→ **What you need to do**: Look below for the line that contains "with a warning", then copy it and each following line exactly, through and including the line that contains "must be non-empty".
··· Given data
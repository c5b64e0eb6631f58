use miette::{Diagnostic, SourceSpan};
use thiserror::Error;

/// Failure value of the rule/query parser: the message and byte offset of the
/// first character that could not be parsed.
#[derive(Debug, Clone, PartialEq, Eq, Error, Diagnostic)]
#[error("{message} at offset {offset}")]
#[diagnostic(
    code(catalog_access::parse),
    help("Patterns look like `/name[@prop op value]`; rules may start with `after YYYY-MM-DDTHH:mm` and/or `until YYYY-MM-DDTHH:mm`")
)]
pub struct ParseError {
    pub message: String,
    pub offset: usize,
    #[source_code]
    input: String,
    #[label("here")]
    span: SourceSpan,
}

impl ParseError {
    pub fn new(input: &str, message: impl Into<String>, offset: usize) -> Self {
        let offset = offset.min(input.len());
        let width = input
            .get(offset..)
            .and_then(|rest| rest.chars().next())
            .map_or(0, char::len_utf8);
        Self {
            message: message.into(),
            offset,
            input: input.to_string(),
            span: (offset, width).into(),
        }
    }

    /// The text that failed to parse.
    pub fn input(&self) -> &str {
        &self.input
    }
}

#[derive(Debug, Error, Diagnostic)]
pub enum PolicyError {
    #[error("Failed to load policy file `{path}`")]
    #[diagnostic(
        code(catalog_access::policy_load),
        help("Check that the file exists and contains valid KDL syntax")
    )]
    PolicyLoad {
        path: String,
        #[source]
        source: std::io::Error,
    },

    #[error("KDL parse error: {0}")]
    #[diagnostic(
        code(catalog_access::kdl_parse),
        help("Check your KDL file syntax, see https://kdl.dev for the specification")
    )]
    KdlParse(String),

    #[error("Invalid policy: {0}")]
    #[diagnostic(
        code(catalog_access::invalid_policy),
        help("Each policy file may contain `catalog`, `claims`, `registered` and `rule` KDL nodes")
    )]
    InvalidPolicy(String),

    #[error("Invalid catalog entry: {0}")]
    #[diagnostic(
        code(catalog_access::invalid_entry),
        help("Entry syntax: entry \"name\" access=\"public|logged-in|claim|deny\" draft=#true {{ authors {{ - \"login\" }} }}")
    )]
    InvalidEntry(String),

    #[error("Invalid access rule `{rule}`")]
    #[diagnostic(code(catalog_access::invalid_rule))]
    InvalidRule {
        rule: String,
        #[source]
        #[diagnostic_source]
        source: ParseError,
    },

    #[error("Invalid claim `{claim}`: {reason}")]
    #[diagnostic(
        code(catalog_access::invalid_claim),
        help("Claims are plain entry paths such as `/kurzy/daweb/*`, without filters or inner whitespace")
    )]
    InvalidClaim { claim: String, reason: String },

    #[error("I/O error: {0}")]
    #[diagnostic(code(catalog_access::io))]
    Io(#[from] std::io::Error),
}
······
··· Given data
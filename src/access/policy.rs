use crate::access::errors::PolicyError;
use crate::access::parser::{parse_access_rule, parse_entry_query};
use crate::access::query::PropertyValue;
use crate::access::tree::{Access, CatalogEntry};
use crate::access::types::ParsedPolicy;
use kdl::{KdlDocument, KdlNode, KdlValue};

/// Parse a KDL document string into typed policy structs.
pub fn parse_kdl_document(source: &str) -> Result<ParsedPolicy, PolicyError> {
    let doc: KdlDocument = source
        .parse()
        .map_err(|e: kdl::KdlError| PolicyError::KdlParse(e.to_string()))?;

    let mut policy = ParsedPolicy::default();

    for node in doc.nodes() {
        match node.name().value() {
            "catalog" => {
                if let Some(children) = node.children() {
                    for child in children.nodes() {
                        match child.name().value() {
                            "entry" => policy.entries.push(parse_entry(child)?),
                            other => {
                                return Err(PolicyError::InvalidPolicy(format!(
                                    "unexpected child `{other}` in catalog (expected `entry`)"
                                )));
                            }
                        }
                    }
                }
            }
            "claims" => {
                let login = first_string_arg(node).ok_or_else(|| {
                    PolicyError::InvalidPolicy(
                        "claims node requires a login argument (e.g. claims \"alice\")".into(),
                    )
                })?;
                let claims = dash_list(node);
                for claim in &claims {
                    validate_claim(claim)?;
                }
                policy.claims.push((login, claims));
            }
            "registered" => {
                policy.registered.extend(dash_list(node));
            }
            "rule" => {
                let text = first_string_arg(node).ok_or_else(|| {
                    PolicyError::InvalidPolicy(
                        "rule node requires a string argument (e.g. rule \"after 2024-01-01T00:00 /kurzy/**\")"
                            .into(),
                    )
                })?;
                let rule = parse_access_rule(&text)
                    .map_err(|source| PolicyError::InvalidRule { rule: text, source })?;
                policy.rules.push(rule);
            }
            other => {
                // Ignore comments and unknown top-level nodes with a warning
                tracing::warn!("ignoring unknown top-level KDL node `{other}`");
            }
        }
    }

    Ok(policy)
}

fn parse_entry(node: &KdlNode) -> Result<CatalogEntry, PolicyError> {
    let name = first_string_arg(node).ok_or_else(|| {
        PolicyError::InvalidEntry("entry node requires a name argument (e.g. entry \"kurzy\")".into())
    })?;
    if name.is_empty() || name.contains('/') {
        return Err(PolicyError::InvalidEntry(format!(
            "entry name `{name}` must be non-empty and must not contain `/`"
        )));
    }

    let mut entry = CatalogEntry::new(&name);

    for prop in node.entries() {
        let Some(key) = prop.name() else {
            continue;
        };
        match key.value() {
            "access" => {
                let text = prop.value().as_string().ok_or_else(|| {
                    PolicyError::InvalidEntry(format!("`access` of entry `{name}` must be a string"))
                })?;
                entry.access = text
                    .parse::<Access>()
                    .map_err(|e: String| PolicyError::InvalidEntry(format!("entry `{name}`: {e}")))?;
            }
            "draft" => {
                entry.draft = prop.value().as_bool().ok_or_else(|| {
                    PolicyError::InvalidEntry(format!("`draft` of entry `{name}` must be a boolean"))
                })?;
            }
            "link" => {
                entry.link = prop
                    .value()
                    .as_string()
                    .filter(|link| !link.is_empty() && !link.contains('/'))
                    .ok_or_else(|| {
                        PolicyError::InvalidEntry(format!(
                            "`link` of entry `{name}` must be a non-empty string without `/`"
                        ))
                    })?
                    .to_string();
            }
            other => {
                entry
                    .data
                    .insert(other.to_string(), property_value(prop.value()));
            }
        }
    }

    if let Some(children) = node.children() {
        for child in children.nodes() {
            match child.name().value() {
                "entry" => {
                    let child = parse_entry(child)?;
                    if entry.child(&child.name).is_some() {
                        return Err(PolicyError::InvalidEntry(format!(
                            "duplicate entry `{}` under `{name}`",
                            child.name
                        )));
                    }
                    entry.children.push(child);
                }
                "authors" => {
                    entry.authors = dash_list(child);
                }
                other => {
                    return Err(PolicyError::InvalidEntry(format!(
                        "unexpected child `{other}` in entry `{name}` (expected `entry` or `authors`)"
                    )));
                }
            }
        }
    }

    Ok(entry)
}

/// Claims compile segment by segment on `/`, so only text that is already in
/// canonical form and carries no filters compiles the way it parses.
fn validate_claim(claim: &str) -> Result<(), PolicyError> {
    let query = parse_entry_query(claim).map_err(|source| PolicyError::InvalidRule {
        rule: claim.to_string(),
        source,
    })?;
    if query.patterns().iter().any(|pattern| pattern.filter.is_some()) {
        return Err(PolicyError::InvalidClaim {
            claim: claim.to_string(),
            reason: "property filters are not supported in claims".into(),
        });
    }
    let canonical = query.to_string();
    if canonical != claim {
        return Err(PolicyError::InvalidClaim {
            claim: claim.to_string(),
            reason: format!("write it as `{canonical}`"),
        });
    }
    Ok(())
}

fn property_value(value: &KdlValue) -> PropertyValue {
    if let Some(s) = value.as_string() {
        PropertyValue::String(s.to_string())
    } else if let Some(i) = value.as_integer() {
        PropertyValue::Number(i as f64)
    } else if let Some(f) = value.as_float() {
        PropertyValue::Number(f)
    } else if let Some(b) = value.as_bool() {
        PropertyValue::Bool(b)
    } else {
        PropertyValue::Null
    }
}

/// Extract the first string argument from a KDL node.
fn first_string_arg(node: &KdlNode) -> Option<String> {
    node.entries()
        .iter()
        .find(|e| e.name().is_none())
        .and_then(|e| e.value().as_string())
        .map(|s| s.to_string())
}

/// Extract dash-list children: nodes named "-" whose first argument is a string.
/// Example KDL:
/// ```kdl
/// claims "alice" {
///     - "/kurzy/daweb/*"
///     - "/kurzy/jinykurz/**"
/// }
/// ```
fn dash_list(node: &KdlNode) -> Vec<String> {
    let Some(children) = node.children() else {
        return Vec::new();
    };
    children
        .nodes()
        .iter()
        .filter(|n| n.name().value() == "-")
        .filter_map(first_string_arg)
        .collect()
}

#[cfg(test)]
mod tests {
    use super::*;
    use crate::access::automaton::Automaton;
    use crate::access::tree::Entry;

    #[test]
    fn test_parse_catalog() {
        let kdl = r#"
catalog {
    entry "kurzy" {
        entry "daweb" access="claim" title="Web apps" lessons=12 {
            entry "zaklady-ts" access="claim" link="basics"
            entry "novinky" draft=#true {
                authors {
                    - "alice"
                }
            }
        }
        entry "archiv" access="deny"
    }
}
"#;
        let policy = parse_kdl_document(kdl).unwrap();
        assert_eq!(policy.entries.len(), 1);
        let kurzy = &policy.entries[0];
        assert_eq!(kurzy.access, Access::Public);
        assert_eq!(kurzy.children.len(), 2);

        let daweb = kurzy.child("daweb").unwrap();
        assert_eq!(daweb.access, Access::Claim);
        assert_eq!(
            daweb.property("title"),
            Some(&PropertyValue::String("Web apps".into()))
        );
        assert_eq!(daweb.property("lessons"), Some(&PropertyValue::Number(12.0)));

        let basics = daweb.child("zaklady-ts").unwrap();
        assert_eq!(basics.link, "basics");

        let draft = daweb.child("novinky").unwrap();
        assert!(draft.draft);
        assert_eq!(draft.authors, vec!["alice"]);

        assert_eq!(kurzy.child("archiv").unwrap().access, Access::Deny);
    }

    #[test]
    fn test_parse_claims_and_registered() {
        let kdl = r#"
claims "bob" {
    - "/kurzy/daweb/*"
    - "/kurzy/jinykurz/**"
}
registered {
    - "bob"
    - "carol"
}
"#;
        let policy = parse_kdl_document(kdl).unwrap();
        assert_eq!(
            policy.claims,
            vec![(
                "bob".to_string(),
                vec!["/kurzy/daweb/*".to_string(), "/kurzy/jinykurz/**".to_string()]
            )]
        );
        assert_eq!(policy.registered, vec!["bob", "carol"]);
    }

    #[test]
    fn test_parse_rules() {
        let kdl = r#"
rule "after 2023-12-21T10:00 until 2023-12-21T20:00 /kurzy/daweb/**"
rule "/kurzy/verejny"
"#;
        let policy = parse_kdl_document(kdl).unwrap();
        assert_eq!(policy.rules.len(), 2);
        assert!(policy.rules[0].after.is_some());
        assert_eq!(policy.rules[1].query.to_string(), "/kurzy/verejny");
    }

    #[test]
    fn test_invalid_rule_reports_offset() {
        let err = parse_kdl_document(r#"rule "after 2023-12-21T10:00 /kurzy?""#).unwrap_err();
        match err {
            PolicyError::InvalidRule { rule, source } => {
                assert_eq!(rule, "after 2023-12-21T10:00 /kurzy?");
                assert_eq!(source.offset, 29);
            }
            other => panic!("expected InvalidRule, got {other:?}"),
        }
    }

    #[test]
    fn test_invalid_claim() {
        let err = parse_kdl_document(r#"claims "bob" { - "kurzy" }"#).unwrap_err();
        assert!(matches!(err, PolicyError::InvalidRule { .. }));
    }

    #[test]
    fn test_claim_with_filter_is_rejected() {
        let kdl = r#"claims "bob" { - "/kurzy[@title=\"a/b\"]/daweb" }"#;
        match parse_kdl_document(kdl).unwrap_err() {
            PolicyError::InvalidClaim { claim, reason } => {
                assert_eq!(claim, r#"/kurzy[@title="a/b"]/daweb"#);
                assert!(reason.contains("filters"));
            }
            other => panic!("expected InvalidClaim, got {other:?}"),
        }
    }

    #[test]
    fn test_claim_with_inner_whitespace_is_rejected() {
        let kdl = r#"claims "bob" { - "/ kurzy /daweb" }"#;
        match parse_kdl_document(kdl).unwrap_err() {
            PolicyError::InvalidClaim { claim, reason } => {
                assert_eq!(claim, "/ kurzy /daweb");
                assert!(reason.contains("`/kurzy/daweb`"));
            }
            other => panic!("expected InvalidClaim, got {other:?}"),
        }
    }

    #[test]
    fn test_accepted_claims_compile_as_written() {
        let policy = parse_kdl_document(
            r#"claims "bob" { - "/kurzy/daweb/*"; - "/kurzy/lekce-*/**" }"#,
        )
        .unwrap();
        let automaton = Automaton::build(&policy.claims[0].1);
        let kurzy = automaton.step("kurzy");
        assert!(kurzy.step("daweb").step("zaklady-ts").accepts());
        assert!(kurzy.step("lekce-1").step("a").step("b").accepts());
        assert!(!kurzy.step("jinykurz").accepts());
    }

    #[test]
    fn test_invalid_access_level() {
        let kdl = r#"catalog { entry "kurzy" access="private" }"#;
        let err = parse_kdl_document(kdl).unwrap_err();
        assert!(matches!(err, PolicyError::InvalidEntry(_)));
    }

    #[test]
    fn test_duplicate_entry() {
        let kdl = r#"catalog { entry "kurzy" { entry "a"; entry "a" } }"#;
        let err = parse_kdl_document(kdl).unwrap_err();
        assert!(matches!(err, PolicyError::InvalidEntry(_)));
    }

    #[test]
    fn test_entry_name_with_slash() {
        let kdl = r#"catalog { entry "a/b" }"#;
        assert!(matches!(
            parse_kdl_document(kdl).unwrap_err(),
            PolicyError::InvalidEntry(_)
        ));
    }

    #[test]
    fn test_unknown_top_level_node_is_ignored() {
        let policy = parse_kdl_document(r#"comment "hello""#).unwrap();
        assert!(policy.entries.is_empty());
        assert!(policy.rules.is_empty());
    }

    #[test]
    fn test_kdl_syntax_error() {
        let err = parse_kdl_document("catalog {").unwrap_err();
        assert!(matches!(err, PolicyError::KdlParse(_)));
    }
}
······
→ **Written response**:
                // Ignore comments and unknown top-level nodes with a warning
                tracing::warn!("ignoring unknown top-level KDL node `{other}`");
            }
        }
    }

    Ok(policy)
}

fn parse_entry(node: &KdlNode) -> Result<CatalogEntry, PolicyError> {
    let name = first_string_arg(node).ok_or_else(|| {
        PolicyError::InvalidEntry("entry node requires a name argument (e.g. entry \"kurzy\")".into())
    })?;
    if name.is_empty() || name.contains('/') {
        return Err(PolicyError::InvalidEntry(format!(
            "entry name `{name}` must be non-empty and must not contain `/`"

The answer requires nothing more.